There is heavy metal, and then there is metal. It bugs me when some people (either not metal fans, or religious authorities, or simply older people who likely still have Tipper Gore/PMRC headlines echoing in their heads from the early 80s) call it all “heavy metal music.” Heavy metal is a specific genre, mostly from the 70s and 80s. It refers to progenitors like Deep Purple, Black Sabbath, early Judas Priest (even Led Zeppelin to some degree), and then later, NWOBHM heavyweights Iron Maiden and their contemporaries Saxon, Diamondhead, Witchfinder General, etc. (And don’t forget bands like Manilla Road, Cirith Ungol, the mighty cheesefest of Manowar, etc). Whereas metal, well, that’s just about everything else. You wouldn’t call Emperor, Cannibal Corpse, Obscura, Deathspell Omega or Neurosis heavy metal, would you?

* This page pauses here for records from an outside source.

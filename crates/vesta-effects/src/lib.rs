//! Vesta Effects - waveshapers and time-based effects
//!
//! Every type here is a [`SignalProducer`](vesta_core::SignalProducer) built
//! from vesta-core nodes:
//!
//! - [`Distortion`] - 23 antialiased waveshapes blended with the dry signal
//! - [`Wavefolder`] - Antialiased triangle folder with a click-free onset
//! - [`Chorus`] - Seven modulated voices on one shared delay line
//! - [`Echo`] - Ping-pong feedback delay with damping and a soft clipper
//! - [`Reverb`] - Eight damped, panned combs over a high-passed input
//! - [`Effect`] - Dry/wet wrapper around a [`Processor`], optionally ducked
//!   by a [`SideChainCompressor`]
//! - [`Effects`] - The synthesizer bus: chorus, echo, then reverb
//!
//! The waveshaper tables are built on first use; call [`warm_up`] outside
//! the audio thread to build them up front.
//!
//! ## Example
//!
//! ```rust,ignore
//! use vesta_core::{SignalProducer, produce};
//! use vesta_effects::Effects;
//!
//! let mut bus = Effects::new("FX", voices);
//! bus.set_sample_rate(48000.0);
//! bus.set_block_size(256);
//! bus.chorus_mut().wet.set_value(0.5);
//!
//! let block = produce(&mut bus, 1, 256);
//! ```

pub mod chorus;
pub mod compressor;
pub mod distortion;
pub mod echo;
pub mod effect;
pub mod effects;
pub mod reverb;
pub mod wavefolder;

pub use chorus::{Chorus, TUNINGS, VoiceTuning};
pub use compressor::{PeakTracker, SideChainCompressor};
pub use distortion::{Distortion, Shape};
pub use echo::Echo;
pub use effect::{Effect, Processor};
pub use effects::{ChorusStage, EchoStage, Effects, ReverbStage};
pub use reverb::Reverb;
pub use wavefolder::Wavefolder;

/// Build every lookup table of this crate.
pub fn warm_up() {
    distortion::warm_up();
    wavefolder::warm_up();
}
/// Oscillator through the first filter.
pub type Filtered = BiquadFilter<Oscillator>;
/// First filter through the wavefolder.
pub type Folded = Wavefolder<Filtered>;
/// Wavefolder through the carrier distortion.
pub type Distorted = Distortion<Folded>;

/// The stage between the wavefolder and the second filter.
pub trait VoiceStage: SignalProducer + Sized {
    /// Wrap the wavefolder of a new voice.
    fn build(folded: Folded, params: &VoiceParams) -> Self;

    /// The wavefolder.
    fn folded(&self) -> &Folded;

    /// The wavefolder, mutably.
    fn folded_mut(&mut self) -> &mut Folded;

    /// Level of the distortion, for stages that have one.
    fn distortion_level_mut(&mut self) -> Option<&mut FloatParam>;
}

impl VoiceStage for Folded {
    fn build(folded: Folded, _params: &VoiceParams) -> Self {
        folded
    }

    fn folded(&self) -> &Folded {
        self
    }

    fn folded_mut(&mut self) -> &mut Folded {
        self
    }

    fn distortion_level_mut(&mut self) -> Option<&mut FloatParam> {
        None
    }
}

impl VoiceStage for Distorted {
    fn build(folded: Folded, params: &VoiceParams) -> Self {
        match &params.distortion {
            Some(leaders) => Distortion::with_leaders(folded, Rc::clone(&leaders.shape), &leaders.level),
            None => Distortion::fixed(
                &format!("{}D", params.prefix()),
                folded,
                crate::params::CARRIER_DISTORTION_SHAPE,
            ),
        }
    }

    fn folded(&self) -> &Folded {
        self.input()
    }

    fn folded_mut(&mut self) -> &mut Folded {
        self.input_mut()
    }

    fn distortion_level_mut(&mut self) -> Option<&mut FloatParam> {
        Some(&mut self.level)
    }
}

/// Voice that modulates a carrier; no distortion stage.
pub type ModulatorVoice = Voice<Folded>;
/// Voice whose oscillator is modulated by a [`ModulatorVoice`].
pub type CarrierVoice = Voice<Distorted>;

/// A note event addressed to a voice.
#[derive(Debug, Clone, Copy, PartialEq)]
pub struct NoteEvent {
    /// Seconds from the start of the next block.
    pub time_offset: Seconds,
    /// Identifies the note across on and off events.
    pub id: u64,
    /// MIDI note.
    pub note: u8,
    /// MIDI channel, `0..16`.
    pub channel: u8,
    /// Velocity in `[0, 1]`.
    pub velocity: Number,
}

/// What a voice needs to know besides the note.
#[derive(Clone, Copy)]
pub struct NoteContext<'a> {
    /// Note to glide from when the portamento depth is zero.
    pub previous_note: u8,
    /// Note frequencies.
    pub frequencies: &'a dyn FrequencyTable,
    /// Amount envelopes of the LFOs.
    pub lfo_envelopes: &'a LfoEnvelopeMapping,
    /// Drift state to copy, so that paired voices drift together.
    pub synced_inaccuracy: Option<&'a OscillatorInaccuracy>,
    /// Channel the parameters read controllers on.
    pub controller_channel: u8,
}

/// Coefficient buffers shared by the filters of one voice kind.
#[derive(Debug, Clone)]
pub struct FilterBuffers {
    /// Shared by every first filter.
    pub filter_1: Shared<BiquadFilterSharedBuffers>,
    /// Shared by every second filter.
    pub filter_2: Shared<BiquadFilterSharedBuffers>,
}

impl FilterBuffers {
    /// Empty buffers.
    pub fn new() -> Self {
        Self {
            filter_1: shared(BiquadFilterSharedBuffers::new()),
            filter_2: shared(BiquadFilterSharedBuffers::new()),
        }
    }
}

impl Default for FilterBuffers {
    fn default() -> Self {
        Self::new()
    }
}

/// Multiplies its input by note velocity and volume.
#[derive(Debug)]
pub struct VolumeApplier<I: SignalProducer> {
    state: ProducerState,
    input: I,
    /// Velocity of the current note after the sensitivity curve.
    pub velocity: FloatParam,
    /// Output level.
    pub volume: FloatParam,
    velocity_value: Option<Number>,
    volume_value: Option<Number>,
}

impl<I: SignalProducer> VolumeApplier<I> {
    /// Volume stage over `input` with the volume following `volume_leader`.
    pub fn new(input: I, volume_leader: &Shared<FloatParam>) -> Self {
        let channels = input.state().channels();

        Self {
            state: ProducerState::new(channels),
            input,
            velocity: FloatParam::new("NV", 0.0, 1.0, 1.0),
            volume: FloatParam::follower(volume_leader),
            velocity_value: None,
            volume_value: None,
        }
    }

    /// The scaled producer.
    pub fn input(&self) -> &I {
        &self.input
    }

    /// The scaled producer, mutably.
    pub fn input_mut(&mut self) -> &mut I {
        &mut self.input
    }
}

impl<I: SignalProducer> SignalProducer for VolumeApplier<I> {
    fn state(&self) -> &ProducerState {
        &self.state
    }

    fn state_mut(&mut self) -> &mut ProducerState {
        &mut self.state
    }

    fn visit_children(&mut self, visitor: &mut dyn FnMut(&mut dyn SignalProducer)) {
        visitor(&mut self.input);
        visitor(&mut self.velocity);
        visitor(&mut self.volume);
    }

    fn initialize_rendering(&mut self, round: Round, sample_count: usize) -> Rendering {
        produce(&mut self.input, round, sample_count);
        self.velocity_value = constant_or_rendered(&mut self.velocity, round, sample_count);
        self.volume_value = constant_or_rendered(&mut self.volume, round, sample_count);

        if self.input.is_silent(round, sample_count) {
            self.state.buffer_mut().silence(0, sample_count);
            self.state.mark_round_as_silent(round);
            return Rendering::Ready;
        }

        Rendering::Render
    }

    fn render(&mut self, _round: Round, first: usize, last: usize, buffer: &mut Buffer) {
        let input = self.input.state().buffer();
        let velocities = rendered(&self.velocity);
        let volumes = rendered(&self.volume);

        for (c, output) in buffer.channels_mut().iter_mut().enumerate() {
            let input = &input.channel(c)[first..last];
            let output = &mut output[first..last];

            if let (Some(velocity), Some(volume)) = (self.velocity_value, self.volume_value) {
                let gain = velocity * volume;

                for (out, sample) in output.iter_mut().zip(input) {
                    *out = gain * sample;
                }

                continue;
            }

            for (i, (out, sample)) in output.iter_mut().zip(input).enumerate() {
                let velocity = self.velocity_value.unwrap_or_else(|| velocities[first + i]);
                let volume = self.volume_value.unwrap_or_else(|| volumes[first + i]);
                *out = velocity * volume * sample;
            }
        }
    }
}

/// Whether the voice holds a note.
#[derive(Debug, Clone, Copy, PartialEq, Eq, Default)]
pub enum VoiceState {
    /// Released or never triggered; may still be fading out.
    #[default]
    Off,
    /// Holding a note.
    On,
}

#[derive(Debug, Clone, Copy, PartialEq, Eq)]
enum ParamRole {
    /// Scales the output; its release decides when the oscillator stops.
    Level,
    Other,
}

/// Leaders read once per note.
#[derive(Debug, Clone)]
struct NoteSettings {
    velocity_sensitivity: Shared<FloatParam>,
    portamento_length: Shared<FloatParam>,
    portamento_depth: Shared<FloatParam>,
    detune: Shared<FloatParam>,
    fine_detune: Shared<FloatParam>,
    width: Shared<FloatParam>,
    inaccuracy: Shared<FloatParam>,
    instability: Shared<FloatParam>,
}

fn leader_value(leader: &Shared<FloatParam>) -> Number {
    leader.try_borrow().map_or(0.0, |leader| leader.value())
}

/// One voice: a mono chain panned to stereo.
pub struct Voice<S: VoiceStage> {
    state: ProducerState,
    output: VolumeApplier<BiquadFilter<S>>,
    panning: FloatParam,
    note_panning: FloatParam,
    settings: NoteSettings,
    inaccuracy: OscillatorInaccuracy,
    lifecycle: VoiceState,
    note_id: u64,
    note: u8,
    channel: u8,
    panning_value: Option<Number>,
    note_panning_value: Option<Number>,
}

impl<S: VoiceStage> core::fmt::Debug for Voice<S> {
    fn fmt(&self, f: &mut core::fmt::Formatter<'_>) -> core::fmt::Result {
        f.debug_struct("Voice")
            .field("lifecycle", &self.lifecycle)
            .field("note_id", &self.note_id)
            .field("note", &self.note)
            .field("channel", &self.channel)
            .finish_non_exhaustive()
    }
}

Okay, so why the history lesson/rant? ‘Cause in this case, Dawnbringer are not a metal band. They’re a heavy metal band. Call them heavy metal, trad metal, whatever – they exemplify the bravado, swagger and heroics of that late 70s/early 80s sound. On their newest and fifth full-length, Into the Lair of the Sun God, they do it with a mythological, epic tale that deserves its own Frank Frazetta painting: a man who sets out to murder the sun.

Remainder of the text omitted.